**Problem statement**
Go to the line in the entries below that holds "const NOOP: &str" and repeat exactly from there through the line that holds "clamped on use.", inclusive.

Stored data:
- Opening Delimiter -

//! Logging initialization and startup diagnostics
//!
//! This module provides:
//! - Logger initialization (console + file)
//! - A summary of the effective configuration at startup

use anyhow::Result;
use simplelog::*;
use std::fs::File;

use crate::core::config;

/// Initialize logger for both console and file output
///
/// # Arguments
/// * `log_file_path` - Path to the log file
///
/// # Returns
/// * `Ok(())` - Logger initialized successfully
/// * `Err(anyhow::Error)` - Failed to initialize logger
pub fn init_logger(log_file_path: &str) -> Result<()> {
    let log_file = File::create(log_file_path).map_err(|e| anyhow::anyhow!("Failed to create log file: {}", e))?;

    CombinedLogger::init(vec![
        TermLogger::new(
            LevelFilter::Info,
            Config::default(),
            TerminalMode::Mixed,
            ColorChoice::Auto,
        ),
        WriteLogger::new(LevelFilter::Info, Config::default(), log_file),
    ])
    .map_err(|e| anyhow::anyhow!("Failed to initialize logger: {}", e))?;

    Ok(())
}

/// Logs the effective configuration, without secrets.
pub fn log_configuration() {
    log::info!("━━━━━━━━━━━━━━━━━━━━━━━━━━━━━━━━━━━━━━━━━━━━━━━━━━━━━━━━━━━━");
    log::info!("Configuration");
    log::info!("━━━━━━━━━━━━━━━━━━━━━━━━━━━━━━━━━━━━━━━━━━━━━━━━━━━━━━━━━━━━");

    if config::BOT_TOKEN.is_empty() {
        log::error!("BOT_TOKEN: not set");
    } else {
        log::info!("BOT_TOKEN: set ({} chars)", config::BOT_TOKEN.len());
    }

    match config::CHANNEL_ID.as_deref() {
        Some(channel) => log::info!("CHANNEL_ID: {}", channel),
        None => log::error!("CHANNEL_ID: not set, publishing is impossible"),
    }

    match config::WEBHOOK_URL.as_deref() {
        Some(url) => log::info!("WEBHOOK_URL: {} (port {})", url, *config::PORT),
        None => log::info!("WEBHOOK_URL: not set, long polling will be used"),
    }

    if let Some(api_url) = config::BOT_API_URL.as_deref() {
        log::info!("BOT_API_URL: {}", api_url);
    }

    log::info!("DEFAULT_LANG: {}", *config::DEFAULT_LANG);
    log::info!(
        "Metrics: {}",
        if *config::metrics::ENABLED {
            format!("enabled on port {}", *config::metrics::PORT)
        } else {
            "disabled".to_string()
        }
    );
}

- Closing Delimiter -
- Opening Delimiter -

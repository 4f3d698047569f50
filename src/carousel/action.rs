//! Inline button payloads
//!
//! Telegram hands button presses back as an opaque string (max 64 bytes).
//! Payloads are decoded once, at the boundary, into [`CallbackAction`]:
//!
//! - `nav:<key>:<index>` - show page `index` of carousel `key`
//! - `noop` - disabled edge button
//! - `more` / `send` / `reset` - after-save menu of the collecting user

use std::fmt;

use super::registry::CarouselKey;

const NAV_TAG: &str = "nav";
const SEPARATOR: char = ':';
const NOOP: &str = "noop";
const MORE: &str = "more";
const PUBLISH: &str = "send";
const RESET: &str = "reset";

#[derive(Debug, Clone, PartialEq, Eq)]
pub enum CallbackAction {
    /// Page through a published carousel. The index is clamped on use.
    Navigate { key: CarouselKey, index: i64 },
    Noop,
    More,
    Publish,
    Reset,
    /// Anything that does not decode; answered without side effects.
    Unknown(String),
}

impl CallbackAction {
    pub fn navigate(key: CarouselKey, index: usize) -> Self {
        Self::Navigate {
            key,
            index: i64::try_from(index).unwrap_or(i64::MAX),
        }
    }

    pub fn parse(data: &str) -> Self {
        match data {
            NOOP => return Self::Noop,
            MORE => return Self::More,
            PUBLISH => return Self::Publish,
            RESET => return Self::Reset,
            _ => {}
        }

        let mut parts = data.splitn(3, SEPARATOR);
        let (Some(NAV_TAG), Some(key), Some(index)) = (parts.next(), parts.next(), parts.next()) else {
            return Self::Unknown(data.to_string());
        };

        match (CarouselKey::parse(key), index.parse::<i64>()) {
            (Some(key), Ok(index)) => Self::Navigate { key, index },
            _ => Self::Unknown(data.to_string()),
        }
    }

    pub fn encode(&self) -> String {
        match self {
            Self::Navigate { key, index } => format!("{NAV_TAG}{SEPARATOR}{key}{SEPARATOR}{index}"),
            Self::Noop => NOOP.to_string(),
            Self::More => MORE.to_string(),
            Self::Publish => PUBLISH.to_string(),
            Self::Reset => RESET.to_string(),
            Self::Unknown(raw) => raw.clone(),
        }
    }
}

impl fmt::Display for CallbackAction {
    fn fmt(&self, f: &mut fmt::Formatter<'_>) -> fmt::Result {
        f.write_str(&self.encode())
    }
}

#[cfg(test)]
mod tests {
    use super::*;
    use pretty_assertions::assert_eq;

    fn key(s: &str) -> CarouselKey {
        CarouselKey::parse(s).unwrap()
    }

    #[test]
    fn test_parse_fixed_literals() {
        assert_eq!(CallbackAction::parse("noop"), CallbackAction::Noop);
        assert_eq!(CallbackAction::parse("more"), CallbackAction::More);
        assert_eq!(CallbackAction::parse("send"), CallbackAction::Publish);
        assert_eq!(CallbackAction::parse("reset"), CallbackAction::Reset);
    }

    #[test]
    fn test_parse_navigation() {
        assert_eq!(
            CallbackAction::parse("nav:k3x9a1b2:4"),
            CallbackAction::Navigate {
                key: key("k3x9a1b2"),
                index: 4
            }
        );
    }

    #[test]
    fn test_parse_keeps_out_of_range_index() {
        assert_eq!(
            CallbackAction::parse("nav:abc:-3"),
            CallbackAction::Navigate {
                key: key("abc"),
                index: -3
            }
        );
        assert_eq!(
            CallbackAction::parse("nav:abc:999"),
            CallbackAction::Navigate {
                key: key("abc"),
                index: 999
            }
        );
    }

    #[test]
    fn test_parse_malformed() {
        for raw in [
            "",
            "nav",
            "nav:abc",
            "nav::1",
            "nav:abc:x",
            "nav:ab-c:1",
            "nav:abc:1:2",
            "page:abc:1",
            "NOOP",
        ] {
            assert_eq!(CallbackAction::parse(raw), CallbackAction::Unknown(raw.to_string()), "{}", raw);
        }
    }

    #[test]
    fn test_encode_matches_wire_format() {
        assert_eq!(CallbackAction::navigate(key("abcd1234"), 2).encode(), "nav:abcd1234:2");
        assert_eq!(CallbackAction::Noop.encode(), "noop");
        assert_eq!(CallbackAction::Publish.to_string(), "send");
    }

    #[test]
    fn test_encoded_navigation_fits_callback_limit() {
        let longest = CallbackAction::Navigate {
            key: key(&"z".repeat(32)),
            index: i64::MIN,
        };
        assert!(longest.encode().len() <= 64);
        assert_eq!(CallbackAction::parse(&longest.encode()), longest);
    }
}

- Closing Delimiter -

**Response box**
const NOOP: &str = "noop";
const MORE: &str = "more";
const PUBLISH: &str = "send";
const RESET: &str = "reset";

#[derive(Debug, Clone, PartialEq, Eq)]
pub enum CallbackAction {
    /// Page through a published carousel. The index is clamped on use.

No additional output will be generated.